-------- Data records --------
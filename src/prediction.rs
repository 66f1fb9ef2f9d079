//! The control-loop pipeline
//!
//! One deterministic pass per control-loop tick: model insulin and carb
//! effects from history, derive counteraction and momentum, fold recent
//! unexplained drift back in through retrospective correction, merge into a
//! glucose prediction, and size a bounded dose recommendation.

use chrono::{DateTime, Utc};
use serde::{Deserialize, Serialize};

use crate::carbs::status::{
    clamped_carbs_on_board, dynamic_glucose_effects, map_to_statuses, CarbModelSettings,
    CarbStatus, CarbValue,
};
use crate::carbs::{CarbAbsorptionModel, CarbEntry};
use crate::glucose::math::{
    combined_sums, counteraction_effects, linear_momentum_effect, predict_glucose, subtracting,
    DEFAULT_DELTA, MOMENTUM_DATA_INTERVAL, MOMENTUM_DURATION,
};
use crate::glucose::types::{
    GlucoseChange, GlucoseEffect, GlucoseEffectVelocity, GlucoseSample, PredictedGlucoseValue,
};
use crate::insulin::dose_math::{
    insulin_correction, AutomaticDoseRecommendation, InsulinCorrection, ManualBolusRecommendation,
    TempBasalRecommendation,
};
use crate::insulin::model::{InsulinModel, InsulinType};
use crate::insulin::types::{annotate_doses, dose_glucose_effects, InsulinDose};
use crate::timeline::{
    add_seconds, closest_prior, filter_date_range, seconds_between, AbsoluteScheduleValue,
    GlucoseRangeTimeline, TimelineValue,
};
use crate::retrospective::{
    IntegralRetrospectiveCorrection, RetrospectiveCorrection, StandardRetrospectiveCorrection,
};
use crate::units::{Quantity, Unit};

/// How stale the newest discrepancy may be before retrospective correction
/// is disabled.
pub const RECENCY_INTERVAL: f64 = 15.0 * 60.0;

/// The trailing window discrepancies are summed over.
pub const RETROSPECTIVE_CORRECTION_GROUPING_INTERVAL: f64 = 30.0 * 60.0;

/// How long the standard retrospective correction effect decays over.
pub const RETROSPECTIVE_CORRECTION_EFFECT_DURATION: f64 = 60.0 * 60.0;

/// The duration of a recommended temp basal.
pub const TEMP_BASAL_DURATION: f64 = 30.0 * 60.0;

/// The fraction of a computed bolus delivered automatically when no explicit
/// application factor is configured.
pub const DEFAULT_BOLUS_APPLICATION_FACTOR: f64 = 0.4;

/// The dosing surface the caller wants out of this tick.
#[derive(Debug, Clone, Copy, PartialEq, Eq, Serialize, Deserialize, Default)]
#[serde(rename_all = "camelCase")]
pub enum RecommendationType {
    TempBasal,
    #[default]
    AutomaticBolus,
    ManualBolus,
}

/// Everything one control-loop tick consumes, assembled by the history and
/// settings providers.
#[derive(Debug, Clone)]
pub struct AlgorithmInput {
    pub prediction_start: DateTime<Utc>,
    pub glucose_history: Vec<GlucoseSample>,
    pub doses: Vec<InsulinDose>,
    pub carb_entries: Vec<CarbEntry>,
    /// U/hr.
    pub basal: Vec<AbsoluteScheduleValue<f64>>,
    pub sensitivity: Vec<AbsoluteScheduleValue<Quantity>>,
    /// g/U.
    pub carb_ratio: Vec<AbsoluteScheduleValue<f64>>,
    pub target: GlucoseRangeTimeline,
    pub suspend_threshold: Option<Quantity>,
    pub max_bolus: f64,
    pub max_basal_rate: f64,
    pub use_integral_retrospective_correction: bool,
    pub include_positive_velocity_and_rc: bool,
    pub use_mid_absorption_isf: bool,
    pub carb_absorption_model: CarbAbsorptionModel,
    pub recommendation_insulin_type: InsulinType,
    pub recommendation_type: RecommendationType,
    pub automatic_bolus_application_factor: Option<f64>,
    /// When set, a glucose jump larger than this between the two newest
    /// samples disables momentum for the tick.
    pub gradual_transitions_threshold: Option<Quantity>,
}

/// The dose recommendation for the tick, shaped by the requested
/// recommendation type.
#[derive(Debug, Clone, PartialEq)]
pub enum DoseRecommendation {
    TempBasal(TempBasalRecommendation),
    ManualBolus(ManualBolusRecommendation),
    Automatic(AutomaticDoseRecommendation),
}

/// The tick's outputs: the recommendation, the corrected prediction, and the
/// intermediate timelines for diagnostics.
#[derive(Debug, Clone)]
pub struct AlgorithmOutput {
    pub recommendation: DoseRecommendation,
    pub correction: InsulinCorrection,
    pub predicted_glucose: Vec<PredictedGlucoseValue>,
    pub carb_statuses: Vec<CarbStatus>,
    pub carbs_on_board: Option<CarbValue>,
    pub insulin_effects: Vec<GlucoseEffect>,
    pub counteraction_effects: Vec<GlucoseEffectVelocity>,
    pub carb_effects: Vec<GlucoseEffect>,
    pub retrospective_correction_effects: Vec<GlucoseEffect>,
    pub momentum_effects: Vec<GlucoseEffect>,
}

/// Rebuilds an effect timeline keeping only its non-positive per-step
/// deltas. Used to make momentum and retrospective correction strictly
/// conservative when positive contributions are excluded.
fn clamped_to_non_positive_deltas(effects: &[GlucoseEffect]) -> Vec<GlucoseEffect> {
    let unit = Unit::MilligramsPerDeciliter;
    let mut clamped = Vec::with_capacity(effects.len());
    let mut previous_input = 0.0;
    let mut value = 0.0;

    for (index, effect) in effects.iter().enumerate() {
        let input = effect.quantity.double_value(unit);
        if index == 0 {
            value = input;
        } else {
            value += (input - previous_input).min(0.0);
        }
        previous_input = input;
        clamped.push(GlucoseEffect::new(effect.start_date, Quantity::new(unit, value)));
    }

    clamped
}

/// Extends a prediction at its final value so it covers `end`, stepping on
/// the delta grid. Doseless ticks otherwise produce predictions shorter than
/// the insulin effect duration the correction scan requires.
fn padded_to(
    mut prediction: Vec<PredictedGlucoseValue>,
    end: DateTime<Utc>,
    delta: f64,
) -> Vec<PredictedGlucoseValue> {
    while let Some(last) = prediction.last().copied() {
        if last.start_date >= end {
            break;
        }
        prediction.push(PredictedGlucoseValue {
            start_date: add_seconds(last.start_date, delta),
            quantity: last.quantity,
        });
    }
    prediction
}
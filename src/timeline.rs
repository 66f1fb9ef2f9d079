//! Timeline primitives
//!
//! The pipeline is driven by chronologically ordered sequences of dated
//! values: glucose samples, effects, schedule entries. This module defines
//! the traits those values share, the piecewise schedule type, and the date
//! helpers used to discretize simulations onto a fixed delta grid.

use chrono::{DateTime, Duration, Utc};
use serde::{Deserialize, Serialize};

use crate::units::{Quantity, Unit};

/// A value anchored to a date interval. Instantaneous values report
/// `end_date == start_date`.
pub trait TimelineValue {
    fn start_date(&self) -> DateTime<Utc>;

    fn end_date(&self) -> DateTime<Utc> {
        self.start_date()
    }
}

/// A timeline value carrying a measured quantity.
pub trait SampleValue: TimelineValue {
    fn quantity(&self) -> Quantity;
}

/// Seconds in `m` minutes.
pub fn minutes(m: f64) -> f64 {
    m * 60.0
}

/// Seconds in `h` hours.
pub fn hours(h: f64) -> f64 {
    h * 3600.0
}

/// Signed seconds from `since` to `date`.
pub fn seconds_between(date: DateTime<Utc>, since: DateTime<Utc>) -> f64 {
    let delta = date.signed_duration_since(since);
    delta.num_milliseconds() as f64 / 1000.0
}

/// `date + secs`, at millisecond resolution.
pub fn add_seconds(date: DateTime<Utc>, secs: f64) -> DateTime<Utc> {
    date + Duration::milliseconds((secs * 1000.0).round() as i64)
}

/// Floors a date to a multiple of `interval` seconds since the Unix epoch.
pub fn date_floored_to_interval(date: DateTime<Utc>, interval: f64) -> DateTime<Utc> {
    let interval_ms = (interval * 1000.0).round() as i64;
    let ms = date.timestamp_millis();
    DateTime::from_timestamp_millis(ms - ms.rem_euclid(interval_ms))
        .unwrap_or(date)
}

/// Ceils a date to a multiple of `interval` seconds since the Unix epoch.
pub fn date_ceiled_to_interval(date: DateTime<Utc>, interval: f64) -> DateTime<Utc> {
    let interval_ms = (interval * 1000.0).round() as i64;
    let ms = date.timestamp_millis();
    let rem = ms.rem_euclid(interval_ms);
    let ceiled = if rem == 0 { ms } else { ms - rem + interval_ms };
    DateTime::from_timestamp_millis(ceiled).unwrap_or(date)
}

/// The delta-aligned simulation range for an effect anchored at `date`:
/// floored start through ceiled `date + duration`.
pub fn simulation_date_range(
    date: DateTime<Utc>,
    duration: f64,
    delta: f64,
) -> (DateTime<Utc>, DateTime<Utc>) {
    (
        date_floored_to_interval(date, delta),
        date_ceiled_to_interval(add_seconds(date, duration), delta),
    )
}

/// Returns the closest element starting at or before `date`.
///
/// The slice must be ordered by start date ascending.
pub fn closest_prior<T: TimelineValue>(items: &[T], date: DateTime<Utc>) -> Option<&T> {
    let mut before = None;
    for item in items {
        if item.start_date() <= date {
            before = Some(item);
        } else {
            break;
        }
    }
    before
}

/// Returns the elements overlapping `[start, end]`. An element qualifies if
/// it merely overlaps the range; it need not lie strictly inside it.
pub fn filter_date_range<T: TimelineValue>(
    items: &[T],
    start: DateTime<Utc>,
    end: DateTime<Utc>,
) -> Vec<&T> {
    items
        .iter()
        .filter(|item| item.end_date() >= start && item.start_date() <= end)
        .collect()
}

/// One entry of a piecewise schedule: a value in effect over
/// `[start_date, end_date)`. Sequences are ordered by start date and assumed
/// contiguous and non-overlapping.
#[derive(Debug, Clone, Copy, PartialEq, Serialize, Deserialize)]
#[serde(rename_all = "camelCase")]
pub struct AbsoluteScheduleValue<T> {
    pub start_date: DateTime<Utc>,
    pub end_date: DateTime<Utc>,
    pub value: T,
}

impl<T> TimelineValue for AbsoluteScheduleValue<T> {
    fn start_date(&self) -> DateTime<Utc> {
        self.start_date
    }

    fn end_date(&self) -> DateTime<Utc> {
        self.end_date
    }
}

/// A closed glucose range, as used by the correction-range schedule.
#[derive(Debug, Clone, Copy, PartialEq)]
pub struct GlucoseRange {
    pub lower_bound: Quantity,
    pub upper_bound: Quantity,
}

impl GlucoseRange {
    pub fn new(lower_bound: Quantity, upper_bound: Quantity) -> Self {
        GlucoseRange {
            lower_bound,
            upper_bound,
        }
    }

    pub fn average_value(&self, unit: Unit) -> f64 {
        (self.lower_bound.double_value(unit) + self.upper_bound.double_value(unit)) / 2.0
    }
}

/// The correction-range schedule consumed by the dose-correction algorithm.
pub type GlucoseRangeTimeline = Vec<AbsoluteScheduleValue<GlucoseRange>>;

#[cfg(test)]
mod tests {
    use super::*;
    use pretty_assertions::assert_eq;

    fn date(s: &str) -> DateTime<Utc> {
        s.parse().unwrap()
    }

    fn schedule() -> Vec<AbsoluteScheduleValue<f64>> {
        vec![
            AbsoluteScheduleValue {
                start_date: date("2024-01-01T00:00:00Z"),
                end_date: date("2024-01-01T06:00:00Z"),
                value: 1.0,
            },
            AbsoluteScheduleValue {
                start_date: date("2024-01-01T06:00:00Z"),
                end_date: date("2024-01-01T12:00:00Z"),
                value: 2.0,
            },
        ]
    }

    #[test]
    fn closest_prior_picks_entry_in_effect() {
        let entries = schedule();
        let hit = closest_prior(&entries, date("2024-01-01T07:30:00Z")).unwrap();
        assert_eq!(hit.value, 2.0);

        let hit = closest_prior(&entries, date("2024-01-01T00:00:00Z")).unwrap();
        assert_eq!(hit.value, 1.0);

        assert!(closest_prior(&entries, date("2023-12-31T23:59:00Z")).is_none());
    }

    #[test]
    fn filter_date_range_keeps_overlapping_entries() {
        let entries = schedule();
        let hits = filter_date_range(
            &entries,
            date("2024-01-01T05:00:00Z"),
            date("2024-01-01T07:00:00Z"),
        );
        assert_eq!(hits.len(), 2);

        let hits = filter_date_range(
            &entries,
            date("2024-01-01T13:00:00Z"),
            date("2024-01-01T14:00:00Z"),
        );
        assert!(hits.is_empty());
    }

    #[test]
    fn floor_and_ceil_to_five_minutes() {
        let delta = minutes(5.0);
        let d = date("2024-01-01T00:07:21Z");
        assert_eq!(date_floored_to_interval(d, delta), date("2024-01-01T00:05:00Z"));
        assert_eq!(date_ceiled_to_interval(d, delta), date("2024-01-01T00:10:00Z"));

        let aligned = date("2024-01-01T00:10:00Z");
        assert_eq!(date_ceiled_to_interval(aligned, delta), aligned);
    }

    #[test]
    fn range_average() {
        let range = GlucoseRange::new(Quantity::mgdl(100.0), Quantity::mgdl(120.0));
        assert_eq!(range.average_value(Unit::MilligramsPerDeciliter), 110.0);
    }
}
--------
**Assignment:** Using the entries, count how many lines contain the string "items". Write only the number.

**Exercise answer:** 4